What needs to be done – Every line of the following records that includes "function" should be copied.

Supplied entries –
++++++++++++++++++++
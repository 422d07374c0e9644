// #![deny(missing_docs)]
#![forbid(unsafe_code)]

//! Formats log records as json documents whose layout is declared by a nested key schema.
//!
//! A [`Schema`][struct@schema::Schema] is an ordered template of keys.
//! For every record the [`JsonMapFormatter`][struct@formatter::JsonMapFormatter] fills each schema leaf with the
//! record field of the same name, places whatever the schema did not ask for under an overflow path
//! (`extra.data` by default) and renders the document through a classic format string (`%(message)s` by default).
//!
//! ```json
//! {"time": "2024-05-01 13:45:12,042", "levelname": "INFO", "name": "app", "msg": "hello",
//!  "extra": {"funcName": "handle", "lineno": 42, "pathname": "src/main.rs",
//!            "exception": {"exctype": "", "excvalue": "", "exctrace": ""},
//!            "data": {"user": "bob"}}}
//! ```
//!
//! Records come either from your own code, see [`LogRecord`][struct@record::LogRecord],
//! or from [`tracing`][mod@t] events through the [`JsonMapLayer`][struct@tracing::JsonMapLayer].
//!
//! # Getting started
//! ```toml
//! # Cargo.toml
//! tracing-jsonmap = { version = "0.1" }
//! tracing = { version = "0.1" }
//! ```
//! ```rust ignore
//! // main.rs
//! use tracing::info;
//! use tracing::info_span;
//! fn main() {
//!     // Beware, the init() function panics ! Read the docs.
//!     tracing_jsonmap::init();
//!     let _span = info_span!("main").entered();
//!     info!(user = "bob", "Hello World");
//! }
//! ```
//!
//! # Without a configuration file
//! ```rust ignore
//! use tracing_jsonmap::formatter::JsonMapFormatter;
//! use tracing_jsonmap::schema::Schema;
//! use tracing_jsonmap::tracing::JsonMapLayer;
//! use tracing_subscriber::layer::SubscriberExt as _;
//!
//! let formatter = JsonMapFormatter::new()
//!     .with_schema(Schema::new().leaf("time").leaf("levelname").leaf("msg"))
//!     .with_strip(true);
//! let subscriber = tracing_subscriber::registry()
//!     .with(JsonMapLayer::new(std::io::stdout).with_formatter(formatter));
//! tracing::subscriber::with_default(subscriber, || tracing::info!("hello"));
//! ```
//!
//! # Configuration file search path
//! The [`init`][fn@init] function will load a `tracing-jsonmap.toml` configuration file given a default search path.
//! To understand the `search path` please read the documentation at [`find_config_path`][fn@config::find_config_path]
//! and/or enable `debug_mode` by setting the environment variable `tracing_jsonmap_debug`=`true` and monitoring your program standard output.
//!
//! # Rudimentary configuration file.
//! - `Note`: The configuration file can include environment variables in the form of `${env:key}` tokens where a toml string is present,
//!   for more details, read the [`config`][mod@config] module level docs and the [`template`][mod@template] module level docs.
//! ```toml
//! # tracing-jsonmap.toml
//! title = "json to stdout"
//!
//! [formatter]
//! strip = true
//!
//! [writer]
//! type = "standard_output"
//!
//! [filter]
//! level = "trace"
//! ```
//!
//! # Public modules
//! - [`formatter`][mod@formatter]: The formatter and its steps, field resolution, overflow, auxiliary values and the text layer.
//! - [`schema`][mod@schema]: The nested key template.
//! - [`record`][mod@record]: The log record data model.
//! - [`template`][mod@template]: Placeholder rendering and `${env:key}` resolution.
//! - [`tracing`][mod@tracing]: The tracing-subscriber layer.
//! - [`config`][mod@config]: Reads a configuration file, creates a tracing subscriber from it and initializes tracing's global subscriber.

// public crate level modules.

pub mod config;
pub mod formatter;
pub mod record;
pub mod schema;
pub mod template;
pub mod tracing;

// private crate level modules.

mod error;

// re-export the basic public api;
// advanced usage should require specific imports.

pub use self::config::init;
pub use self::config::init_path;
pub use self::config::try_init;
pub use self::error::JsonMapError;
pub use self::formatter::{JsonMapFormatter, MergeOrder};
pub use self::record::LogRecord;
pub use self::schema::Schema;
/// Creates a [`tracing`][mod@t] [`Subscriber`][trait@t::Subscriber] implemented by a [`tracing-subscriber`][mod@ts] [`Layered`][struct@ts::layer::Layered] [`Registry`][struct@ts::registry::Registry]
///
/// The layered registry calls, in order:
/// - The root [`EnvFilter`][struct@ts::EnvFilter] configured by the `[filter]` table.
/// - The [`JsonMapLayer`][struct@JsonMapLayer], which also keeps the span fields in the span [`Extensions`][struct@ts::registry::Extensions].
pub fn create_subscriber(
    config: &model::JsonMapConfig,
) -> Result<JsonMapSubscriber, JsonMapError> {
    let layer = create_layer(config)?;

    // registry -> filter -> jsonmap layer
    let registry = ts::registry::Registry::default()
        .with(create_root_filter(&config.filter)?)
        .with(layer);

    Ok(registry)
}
++++++++++++++++++++
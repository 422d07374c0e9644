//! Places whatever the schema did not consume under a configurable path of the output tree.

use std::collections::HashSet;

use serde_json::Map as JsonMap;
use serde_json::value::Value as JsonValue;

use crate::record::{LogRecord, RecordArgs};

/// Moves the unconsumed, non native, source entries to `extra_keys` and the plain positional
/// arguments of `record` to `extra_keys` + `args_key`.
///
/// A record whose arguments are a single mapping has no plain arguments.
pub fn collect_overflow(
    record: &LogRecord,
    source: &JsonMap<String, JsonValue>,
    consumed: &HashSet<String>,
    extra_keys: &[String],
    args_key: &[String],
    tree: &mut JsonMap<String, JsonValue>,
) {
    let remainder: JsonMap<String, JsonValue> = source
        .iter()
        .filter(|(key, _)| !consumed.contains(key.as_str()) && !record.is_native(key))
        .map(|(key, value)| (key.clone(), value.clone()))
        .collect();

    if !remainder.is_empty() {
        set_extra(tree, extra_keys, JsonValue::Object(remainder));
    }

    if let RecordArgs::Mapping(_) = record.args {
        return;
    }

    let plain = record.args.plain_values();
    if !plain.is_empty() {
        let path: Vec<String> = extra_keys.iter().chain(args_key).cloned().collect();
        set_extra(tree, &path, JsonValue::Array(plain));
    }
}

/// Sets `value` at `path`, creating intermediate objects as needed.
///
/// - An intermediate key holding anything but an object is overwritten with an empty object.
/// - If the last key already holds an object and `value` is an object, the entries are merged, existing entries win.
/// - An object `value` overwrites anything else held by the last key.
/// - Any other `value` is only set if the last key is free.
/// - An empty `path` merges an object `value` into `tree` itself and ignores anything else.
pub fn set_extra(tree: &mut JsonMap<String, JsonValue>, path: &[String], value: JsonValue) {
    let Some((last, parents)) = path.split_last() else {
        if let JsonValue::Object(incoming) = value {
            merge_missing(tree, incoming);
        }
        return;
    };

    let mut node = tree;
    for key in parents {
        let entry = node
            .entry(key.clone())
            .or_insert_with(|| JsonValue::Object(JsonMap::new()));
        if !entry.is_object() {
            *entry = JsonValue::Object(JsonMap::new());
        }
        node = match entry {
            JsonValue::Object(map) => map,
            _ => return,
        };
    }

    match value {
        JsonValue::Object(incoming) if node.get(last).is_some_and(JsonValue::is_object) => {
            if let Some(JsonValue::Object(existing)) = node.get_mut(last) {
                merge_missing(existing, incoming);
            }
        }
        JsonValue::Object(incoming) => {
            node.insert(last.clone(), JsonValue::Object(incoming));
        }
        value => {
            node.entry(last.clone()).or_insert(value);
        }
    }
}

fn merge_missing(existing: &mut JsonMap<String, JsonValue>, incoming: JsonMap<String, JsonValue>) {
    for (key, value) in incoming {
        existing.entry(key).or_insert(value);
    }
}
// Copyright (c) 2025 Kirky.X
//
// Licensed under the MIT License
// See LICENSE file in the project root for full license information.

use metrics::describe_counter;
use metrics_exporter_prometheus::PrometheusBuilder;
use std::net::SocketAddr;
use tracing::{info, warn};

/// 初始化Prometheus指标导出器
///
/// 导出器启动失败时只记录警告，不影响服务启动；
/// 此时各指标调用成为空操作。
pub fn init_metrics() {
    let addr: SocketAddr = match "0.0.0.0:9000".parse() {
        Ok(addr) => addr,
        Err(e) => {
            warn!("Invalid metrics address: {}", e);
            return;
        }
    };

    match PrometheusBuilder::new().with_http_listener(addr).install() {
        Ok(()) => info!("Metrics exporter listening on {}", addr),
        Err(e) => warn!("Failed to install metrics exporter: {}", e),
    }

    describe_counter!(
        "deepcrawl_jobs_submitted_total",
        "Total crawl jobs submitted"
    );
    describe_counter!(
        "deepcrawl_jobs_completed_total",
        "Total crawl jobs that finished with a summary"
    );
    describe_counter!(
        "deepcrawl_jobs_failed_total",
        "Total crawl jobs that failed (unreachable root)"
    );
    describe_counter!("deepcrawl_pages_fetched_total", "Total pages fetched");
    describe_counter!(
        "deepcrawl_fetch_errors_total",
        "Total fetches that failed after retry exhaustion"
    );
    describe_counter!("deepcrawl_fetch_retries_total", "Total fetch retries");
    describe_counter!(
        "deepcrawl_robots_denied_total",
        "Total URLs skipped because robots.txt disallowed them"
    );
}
++++++++++++++++++++
Completed exercise –
//!     // Beware, the init() function panics ! Read the docs.
//! The [`init`][fn@init] function will load a `tracing-jsonmap.toml` configuration file given a default search path.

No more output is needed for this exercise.